C+ Dev will be a full-blown IDE with all the integrated development tools you might expect:
- Build system;
- Editor w/ Intellisense (autocompletion, goto-definition, ...);
- Debugger;
- Performance and memory profilers.
Why does this exist? Aren't there already a lot of other IDE's?
Yes, there are. But they aren't good. Of two of the bigger ones, Eclipse is just plain bad, and Visual Studio has good stuff but is big and slow.
C+ Dev aims to be a replacement for Visual Studio; keeping the good parts, but giving a way better experience due to ease of use and just not being slow and sluggish.
Why C+? Is that a thing?
C+ is C, but with some quality of life extensions which allow many people who program C-like C++ in C to not be exposed to all the other downsides of C++. To name a few changes:
- Types & functions are out-of-order: forward declarations aren't needed. Combine this with unity build, and gone are header files.

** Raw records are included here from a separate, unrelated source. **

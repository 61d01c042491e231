//! Fleet configuration document
//!
//! The document is deserialized as-is (every required field is optional
//! at this stage) and then narrowed into role-specific settings. A missing
//! required field is reported as [`ScaleError::Configuration`] naming the
//! field; nothing required is ever silently defaulted.

use crate::error::{ScaleError, ScaleResult};
use serde::{Deserialize, Serialize};
use std::path::PathBuf;
use std::time::Duration;

/// Raw configuration document
#[derive(Debug, Clone, Default, Serialize, Deserialize)]
pub struct FleetConfig {
    #[serde(default)]
    pub credentials: Credentials,
    pub resource_group: Option<String>,
    pub upper_threshold_percent: Option<f64>,
    pub target_node_count: Option<u32>,
    #[serde(default)]
    pub autoscale: AutoscaleSettings,
    #[serde(default)]
    pub template: TemplateSettings,
    #[serde(default)]
    pub endpoints: Endpoints,
}

/// Service principal and storage credentials
#[derive(Debug, Clone, Default, Serialize, Deserialize)]
pub struct Credentials {
    pub tenant: Option<String>,
    pub client_id: Option<String>,
    pub client_secret: Option<String>,
    pub subscription_id: Option<String>,
    pub storage_account: Option<String>,
    pub storage_key: Option<String>,
}

/// Loop timings and decision tuning
#[derive(Debug, Clone, Serialize, Deserialize)]
pub struct AutoscaleSettings {
    /// Consecutive overload readings required to scale up
    #[serde(default = "default_trigger_count")]
    pub trigger_count: u32,
    /// Controller aggregate read interval in seconds
    #[serde(default = "default_monitor_interval")]
    pub monitor_interval_secs: u64,
    /// Reporter publish interval in seconds
    #[serde(default = "default_publish_interval")]
    pub publish_interval_secs: u64,
    /// Delay between the two CPU counter snapshots in seconds
    #[serde(default = "default_sample_delay")]
    pub sample_delay_secs: u64,
    /// Deployment status poll interval in seconds
    #[serde(default = "default_poll_interval")]
    pub poll_interval_secs: u64,
    /// Stabilization delay after a successful scale-up in seconds
    #[serde(default = "default_cooldown")]
    pub cooldown_secs: u64,
    /// Deadline for each store, provisioning or token call in seconds
    #[serde(default = "default_call_timeout")]
    pub call_timeout_secs: u64,
    /// Reuse access tokens until shortly before they expire
    #[serde(default)]
    pub cache_tokens: bool,
}

fn default_trigger_count() -> u32 {
    3
}

fn default_monitor_interval() -> u64 {
    60
}

fn default_publish_interval() -> u64 {
    30
}

fn default_sample_delay() -> u64 {
    5
}

fn default_poll_interval() -> u64 {
    60
}

fn default_cooldown() -> u64 {
    600
}

fn default_call_timeout() -> u64 {
    30
}

impl Default for AutoscaleSettings {
    fn default() -> Self {
        Self {
            trigger_count: default_trigger_count(),
            monitor_interval_secs: default_monitor_interval(),
            publish_interval_secs: default_publish_interval(),
            sample_delay_secs: default_sample_delay(),
            poll_interval_secs: default_poll_interval(),
            cooldown_secs: default_cooldown(),
            call_timeout_secs: default_call_timeout(),
            cache_tokens: false,
        }
    }
}

/// Where and how the deployment template is cached and resolved
#[derive(Debug, Clone, Serialize, Deserialize)]
pub struct TemplateSettings {
    #[serde(default = "default_template_directory")]
    pub directory: PathBuf,
    /// Existing deployment whose template seeds the cache
    #[serde(default = "default_seed_deployment")]
    pub seed_deployment: String,
    /// Template parameter holding the node count
    #[serde(default = "default_capacity_parameter")]
    pub capacity_parameter: String,
    #[serde(default = "default_placeholder")]
    pub placeholder: String,
    /// Resource type counted to position the next node
    #[serde(default = "default_resource_type")]
    pub resource_type: String,
}

fn default_template_directory() -> PathBuf {
    PathBuf::from("./files")
}

fn default_seed_deployment() -> String {
    "SwarmSlaveNodes".to_string()
}

fn default_capacity_parameter() -> String {
    "slaveCount".to_string()
}

fn default_placeholder() -> String {
    "(INDEX)".to_string()
}

fn default_resource_type() -> String {
    "Microsoft.Compute/virtualMachines/extensions".to_string()
}

impl Default for TemplateSettings {
    fn default() -> Self {
        Self {
            directory: default_template_directory(),
            seed_deployment: default_seed_deployment(),
            capacity_parameter: default_capacity_parameter(),
            placeholder: default_placeholder(),
            resource_type: default_resource_type(),
        }
    }
}

impl TemplateSettings {
    pub fn cache_path(&self) -> PathBuf {
        self.directory.join("deploymentTemplate.json")
    }
}

/// Service endpoints, overridable for sovereign clouds and tests
#[derive(Debug, Clone, Serialize, Deserialize)]
pub struct Endpoints {
    #[serde(default = "default_management")]
    pub management: String,
    #[serde(default = "default_authority")]
    pub authority: String,
    /// Table service base URL; derived from the storage account when unset
    #[serde(default)]
    pub table: Option<String>,
    #[serde(default = "default_table_name")]
    pub table_name: String,
}

fn default_management() -> String {
    "https://management.azure.com".to_string()
}

fn default_authority() -> String {
    "https://login.microsoftonline.com".to_string()
}

fn default_table_name() -> String {
    "diagnosticsTable".to_string()
}

impl Default for Endpoints {
    fn default() -> Self {
        Self {
            management: default_management(),
            authority: default_authority(),
            table: None,
            table_name: default_table_name(),
        }
    }
}

/// Storage account access shared by both roles
#[derive(Debug, Clone)]
pub struct StoreSettings {
    pub account: String,
    pub key: String,
    pub endpoint: String,
    pub table_name: String,
}

/// Validated settings for the controller role
#[derive(Debug, Clone)]
pub struct ControllerSettings {
    pub tenant: String,
    pub client_id: String,
    pub client_secret: String,
    pub subscription_id: String,
    pub resource_group: String,
    pub upper_threshold_percent: f64,
    pub target_node_count: u32,
    pub trigger_count: u32,
    pub monitor_interval: Duration,
    pub poll_interval: Duration,
    pub cooldown: Duration,
    pub call_timeout: Duration,
    pub cache_tokens: bool,
    pub template: TemplateSettings,
    pub management_endpoint: String,
    pub authority_endpoint: String,
    pub store: StoreSettings,
}

/// Validated settings for the reporter role
#[derive(Debug, Clone)]
pub struct ReporterSettings {
    pub resource_group: String,
    pub publish_interval: Duration,
    pub sample_delay: Duration,
    pub call_timeout: Duration,
    pub store: StoreSettings,
}

fn required<T: Clone>(value: &Option<T>, field: &str) -> ScaleResult<T> {
    value
        .clone()
        .ok_or_else(|| ScaleError::Configuration(format!("{} cannot be empty", field)))
}

fn required_str(value: &Option<String>, field: &str) -> ScaleResult<String> {
    match value.as_deref().map(str::trim) {
        Some(v) if !v.is_empty() => Ok(v.to_string()),
        _ => Err(ScaleError::Configuration(format!(
            "{} cannot be empty",
            field
        ))),
    }
}

fn positive_secs(secs: u64, field: &str) -> ScaleResult<Duration> {
    if secs == 0 {
        return Err(ScaleError::Configuration(format!(
            "{} must be greater than zero",
            field
        )));
    }
    Ok(Duration::from_secs(secs))
}

impl FleetConfig {
    /// Parse a JSON configuration document
    pub fn from_json(content: &str) -> ScaleResult<Self> {
        serde_json::from_str(content)
            .map_err(|e| ScaleError::Configuration(format!("invalid configuration document: {}", e)))
    }

    /// Replace the resource group with the one given on the command line
    pub fn with_resource_group(mut self, resource_group: impl Into<String>) -> Self {
        self.resource_group = Some(resource_group.into());
        self
    }

    fn store_settings(&self) -> ScaleResult<StoreSettings> {
        let account = required_str(&self.credentials.storage_account, "credentials.storage_account")?;
        let key = required_str(&self.credentials.storage_key, "credentials.storage_key")?;
        let endpoint = self
            .endpoints
            .table
            .clone()
            .unwrap_or_else(|| format!("https://{}.table.core.windows.net", account));

        Ok(StoreSettings {
            account,
            key,
            endpoint,
            table_name: self.endpoints.table_name.clone(),
        })
    }

    /// Narrow the document into controller settings
    pub fn controller_settings(&self) -> ScaleResult<ControllerSettings> {
        let creds = &self.credentials;
        let tenant = required_str(&creds.tenant, "credentials.tenant")?;
        let client_id = required_str(&creds.client_id, "credentials.client_id")?;
        let client_secret = required_str(&creds.client_secret, "credentials.client_secret")?;
        let subscription_id = required_str(&creds.subscription_id, "credentials.subscription_id")?;
        let resource_group = required_str(&self.resource_group, "resource_group")?;

        let upper_threshold_percent =
            required(&self.upper_threshold_percent, "upper_threshold_percent")?;
        if !(upper_threshold_percent > 0.0 && upper_threshold_percent <= 100.0) {
            return Err(ScaleError::Configuration(format!(
                "upper_threshold_percent must be within (0, 100], got {}",
                upper_threshold_percent
            )));
        }

        let target_node_count = required(&self.target_node_count, "target_node_count")?;
        if target_node_count == 0 {
            return Err(ScaleError::Configuration(
                "target_node_count cannot be 0".to_string(),
            ));
        }

        let auto = &self.autoscale;
        if auto.trigger_count == 0 {
            return Err(ScaleError::Configuration(
                "autoscale.trigger_count must be at least 1".to_string(),
            ));
        }

        Ok(ControllerSettings {
            tenant,
            client_id,
            client_secret,
            subscription_id,
            resource_group,
            upper_threshold_percent,
            target_node_count,
            trigger_count: auto.trigger_count,
            monitor_interval: positive_secs(auto.monitor_interval_secs, "autoscale.monitor_interval_secs")?,
            poll_interval: positive_secs(auto.poll_interval_secs, "autoscale.poll_interval_secs")?,
            cooldown: Duration::from_secs(auto.cooldown_secs),
            call_timeout: positive_secs(auto.call_timeout_secs, "autoscale.call_timeout_secs")?,
            cache_tokens: auto.cache_tokens,
            template: self.template.clone(),
            management_endpoint: self.endpoints.management.clone(),
            authority_endpoint: self.endpoints.authority.clone(),
            store: self.store_settings()?,
        })
    }

    /// Narrow the document into reporter settings
    pub fn reporter_settings(&self) -> ScaleResult<ReporterSettings> {
        let resource_group = required_str(&self.resource_group, "resource_group")?;
        let auto = &self.autoscale;

        Ok(ReporterSettings {
            resource_group,
            publish_interval: positive_secs(auto.publish_interval_secs, "autoscale.publish_interval_secs")?,
            sample_delay: positive_secs(auto.sample_delay_secs, "autoscale.sample_delay_secs")?,
            call_timeout: positive_secs(auto.call_timeout_secs, "autoscale.call_timeout_secs")?,
            store: self.store_settings()?,
        })
    }
}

- Pulled from C++: 'auto' and (operator) overloading.
- 'using' (pretty much the same as in Jai, alike Pascal's 'with').
- Module system.
- A blessing from the gods: . and -> are interchangeable.

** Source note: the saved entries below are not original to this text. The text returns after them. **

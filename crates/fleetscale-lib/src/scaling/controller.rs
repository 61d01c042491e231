//! Controller loop
//!
//! Monitoring and Scaling are sequential phases of [`Controller::run`]: the
//! monitoring interval lives inside [`Controller::monitor`] and is dropped
//! when that phase returns, so no reading is taken while a deployment is
//! being submitted or tracked.

use super::{
    ControllerPhase, ControllerStatus, DeploymentMutator, DeploymentTracker, ScaleDecisionEngine,
    TrackOutcome,
};
use crate::config::ControllerSettings;
use crate::error::{with_timeout, ScaleError, ScaleResult};
use crate::health::{components, HealthRegistry};
use crate::models::{AggregateReading, Decision};
use crate::observability::{FleetMetrics, StructuredLogger};
use crate::provisioning::{ProvisioningApi, TemplateCache};
use crate::store::{MetricAggregator, MetricStore};
use std::sync::Arc;
use std::time::Duration;
use tokio::sync::broadcast;
use tokio::time::{interval, MissedTickBehavior};
use tracing::{debug, info};

/// How a monitoring phase ended
enum MonitorExit {
    ScaleUp(AggregateReading),
    Shutdown,
}

pub struct Controller {
    resource_group: String,
    resource_type: String,
    target_node_count: u32,
    monitor_interval: Duration,
    cooldown: Duration,
    call_timeout: Duration,
    aggregator: MetricAggregator,
    engine: ScaleDecisionEngine,
    templates: TemplateCache,
    mutator: DeploymentMutator,
    tracker: DeploymentTracker,
    api: Arc<dyn ProvisioningApi>,
    status: ControllerStatus,
    health: HealthRegistry,
    metrics: FleetMetrics,
    logger: StructuredLogger,
}

impl Controller {
    /// Shared status handle for the API server
    pub fn status(&self) -> ControllerStatus {
        self.status.clone()
    }

    pub fn streak(&self) -> u32 {
        self.engine.streak()
    }

    /// Run until shutdown or the first error
    ///
    /// On error the controller is halted: its status and health are updated
    /// before the error is returned.
    pub async fn run(&mut self, mut shutdown: broadcast::Receiver<()>) -> ScaleResult<()> {
        info!(
            resource_group = %self.resource_group,
            threshold_percent = self.engine.threshold(),
            trigger_count = self.engine.trigger_count(),
            target_node_count = self.target_node_count,
            monitor_interval_secs = self.monitor_interval.as_secs(),
            "Starting controller"
        );

        self.health.register(components::CONTROLLER).await;
        self.health.register(components::AGGREGATOR).await;
        self.health.register(components::DEPLOYMENT).await;
        self.status.set_phase(ControllerPhase::Starting).await;

        match self.run_phases(&mut shutdown).await {
            Ok(()) => {
                self.status.set_phase(ControllerPhase::Stopped).await;
                info!("Controller stopped");
                Ok(())
            }
            Err(e) => {
                self.halt(&e).await;
                Err(e)
            }
        }
    }

    async fn run_phases(&mut self, shutdown: &mut broadcast::Receiver<()>) -> ScaleResult<()> {
        self.templates.ensure().await?;

        loop {
            let reading = match self.monitor(shutdown).await? {
                MonitorExit::ScaleUp(reading) => reading,
                MonitorExit::Shutdown => return Ok(()),
            };

            match self.scale(&reading, shutdown).await? {
                TrackOutcome::Succeeded { .. } => {}
                TrackOutcome::Cancelled => return Ok(()),
            }

            if !self.cool_down(shutdown).await {
                return Ok(());
            }
        }
    }

    /// Take readings on a fresh interval until a scale-up is decided
    async fn monitor(&mut self, shutdown: &mut broadcast::Receiver<()>) -> ScaleResult<MonitorExit> {
        self.status.set_phase(ControllerPhase::Monitoring).await;

        let mut ticker = interval(self.monitor_interval);
        ticker.set_missed_tick_behavior(MissedTickBehavior::Delay);

        loop {
            tokio::select! {
                _ = ticker.tick() => {
                    let (reading, decision) = self.observe().await?;
                    if decision == Decision::ScaleUp {
                        return Ok(MonitorExit::ScaleUp(reading));
                    }
                }
                _ = shutdown.recv() => {
                    info!("Shutting down controller");
                    return Ok(MonitorExit::Shutdown);
                }
            }
        }
    }

    /// One monitoring tick: aggregate, then feed the engine
    async fn observe(&mut self) -> ScaleResult<(AggregateReading, Decision)> {
        let (reading, samples) = match self.aggregator.read().await {
            Ok(read) => read,
            Err(e) => {
                if matches!(e, ScaleError::Store(_) | ScaleError::Timeout { .. }) {
                    self.metrics.inc_store_errors();
                }
                self.health
                    .set_unhealthy(components::AGGREGATOR, e.to_string())
                    .await;
                return Err(e);
            }
        };

        let decision = self.engine.observe(&reading);
        let streak = self.engine.streak();

        self.metrics.record_reading(&reading);
        self.metrics.set_streak(streak);
        self.status.record_reading(&reading, samples, streak).await;
        self.logger
            .log_fleet_reading(&reading, streak, self.engine.trigger_count());

        Ok((reading, decision))
    }

    /// Grow the fleet once and wait for the deployment to finish
    async fn scale(
        &mut self,
        reading: &AggregateReading,
        shutdown: &mut broadcast::Receiver<()>,
    ) -> ScaleResult<TrackOutcome> {
        self.status.set_phase(ControllerPhase::Scaling).await;
        self.status.record_scale_up().await;
        self.metrics.inc_scale_ups();
        self.metrics.set_streak(0);
        self.logger
            .log_scale_up(reading, self.engine.threshold(), self.target_node_count);

        let resources = with_timeout(
            "list_resources",
            self.call_timeout,
            self.api
                .list_resources(&self.resource_group, &self.resource_type),
        )
        .await?;
        debug!(live_resources = resources.len(), "Counted live resources");

        let template = self.templates.load().await?;
        let resolved = self
            .mutator
            .mutate(&template, resources.len(), self.target_node_count)?;

        let mut record = self.tracker.submit(&resolved, &self.resource_group).await?;
        let outcome = self.tracker.track(&mut record, shutdown).await;
        self.status.finish_deployment(&record).await;

        match outcome {
            Ok(outcome) => {
                self.health.set_healthy(components::DEPLOYMENT).await;
                Ok(outcome)
            }
            Err(e) => {
                self.health
                    .set_unhealthy(components::DEPLOYMENT, e.to_string())
                    .await;
                Err(e)
            }
        }
    }

    /// Sleep out the cooldown; `false` when shutdown arrived first
    async fn cool_down(&mut self, shutdown: &mut broadcast::Receiver<()>) -> bool {
        self.status.set_phase(ControllerPhase::Cooldown).await;
        self.logger.log_cooldown(self.cooldown.as_secs());

        tokio::select! {
            _ = tokio::time::sleep(self.cooldown) => true,
            _ = shutdown.recv() => false,
        }
    }

    async fn halt(&self, err: &ScaleError) {
        self.status
            .set_phase(ControllerPhase::Halted {
                reason: err.to_string(),
            })
            .await;
        self.health
            .set_unhealthy(components::CONTROLLER, err.to_string())
            .await;
        self.logger.log_controller_halted(err);
    }
}

/// Builder for the controller
pub struct ControllerBuilder {
    settings: Option<ControllerSettings>,
    store: Option<Arc<dyn MetricStore>>,
    api: Option<Arc<dyn ProvisioningApi>>,
    health: Option<HealthRegistry>,
    metrics: Option<FleetMetrics>,
    logger: Option<StructuredLogger>,
}

impl ControllerBuilder {
    pub fn new() -> Self {
        Self {
            settings: None,
            store: None,
            api: None,
            health: None,
            metrics: None,
            logger: None,
        }
    }

    pub fn settings(mut self, settings: ControllerSettings) -> Self {
        self.settings = Some(settings);
        self
    }

    pub fn store(mut self, store: Arc<dyn MetricStore>) -> Self {
        self.store = Some(store);
        self
    }

    pub fn provisioning(mut self, api: Arc<dyn ProvisioningApi>) -> Self {
        self.api = Some(api);
        self
    }

    pub fn health(mut self, health: HealthRegistry) -> Self {
        self.health = Some(health);
        self
    }

    pub fn metrics(mut self, metrics: FleetMetrics) -> Self {
        self.metrics = Some(metrics);
        self
    }

    pub fn logger(mut self, logger: StructuredLogger) -> Self {
        self.logger = Some(logger);
        self
    }

    pub fn build(self) -> ScaleResult<Controller> {
        let settings = self
            .settings
            .ok_or_else(|| ScaleError::Configuration("Settings are required".to_string()))?;
        let store = self
            .store
            .ok_or_else(|| ScaleError::Configuration("Metric store is required".to_string()))?;
        let api = self
            .api
            .ok_or_else(|| ScaleError::Configuration("Provisioning API is required".to_string()))?;

        let metrics = self.metrics.unwrap_or_default();
        let logger = self
            .logger
            .unwrap_or_else(|| StructuredLogger::new("controller", settings.resource_group.clone()));
        let status = ControllerStatus::new(
            settings.resource_group.clone(),
            settings.upper_threshold_percent,
            settings.trigger_count,
        );

        let tracker = DeploymentTracker::new(api.clone(), settings.poll_interval, settings.call_timeout)
            .with_logger(logger.clone())
            .with_metrics(metrics.clone())
            .with_status(status.clone());

        Ok(Controller {
            aggregator: MetricAggregator::new(
                store,
                settings.resource_group.clone(),
                settings.call_timeout,
            ),
            engine: ScaleDecisionEngine::new(settings.upper_threshold_percent, settings.trigger_count),
            templates: TemplateCache::new(
                api.clone(),
                settings.template.clone(),
                settings.resource_group.clone(),
                settings.target_node_count,
                settings.call_timeout,
            ),
            mutator: DeploymentMutator::from_settings(&settings.template),
            tracker,
            api,
            status,
            health: self.health.unwrap_or_default(),
            metrics,
            logger,
            resource_group: settings.resource_group,
            resource_type: settings.template.resource_type,
            target_node_count: settings.target_node_count,
            monitor_interval: settings.monitor_interval,
            cooldown: settings.cooldown,
            call_timeout: settings.call_timeout,
        })
    }
}

impl Default for ControllerBuilder {
    fn default() -> Self {
        Self::new()
    }
}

C+ Dev has its own compiler for C+ and using C+ Dev to program C+ will provide the best experience; but C and C++ are supported as well.
Will there also be new things?
Since C+ Dev has it's own compiler, that means that it can do things that other IDE's can't. e.g., provide the compiler with custom data formats, inspect every little aspect of the compiled program or even modify aspects of the language.
Some innovative ideas that could be implemented:
- Organizing code in different ways than just a long list spread over several files. Code could be mapped to 2D- or even 3D-space. Maybe you could zoom into code, first having a high-level overview and then zooming into the details!
- Letting the compiler codegen trackers so that every single conditional branch the program takes is tracked. This will allow you to view the full, complete path your program has taken. If you then also track local variables/function arguments, this becomes a great debugging tool, as you can just go back in time and look at what your program was doing five function calls ago prior to the crash!
Roadmap
This is a very course roadmap of what will happen in which order. Take it with a grain of salt.
- Getting a basic IDE working;
We are here.
- Finished build-system;
- A debugger;
- Intellisense for C and C+;
- Profiler(s);
- Intellisense for C++.
Can I try it? Is it open-source?
Not yet. There is still a lot of stuff that has to be implemented before a demo/beta will be released.
The project isn't open-source and probably will never be.
Pronounciation: Cee Pee Dev, not Cee Plus Dev.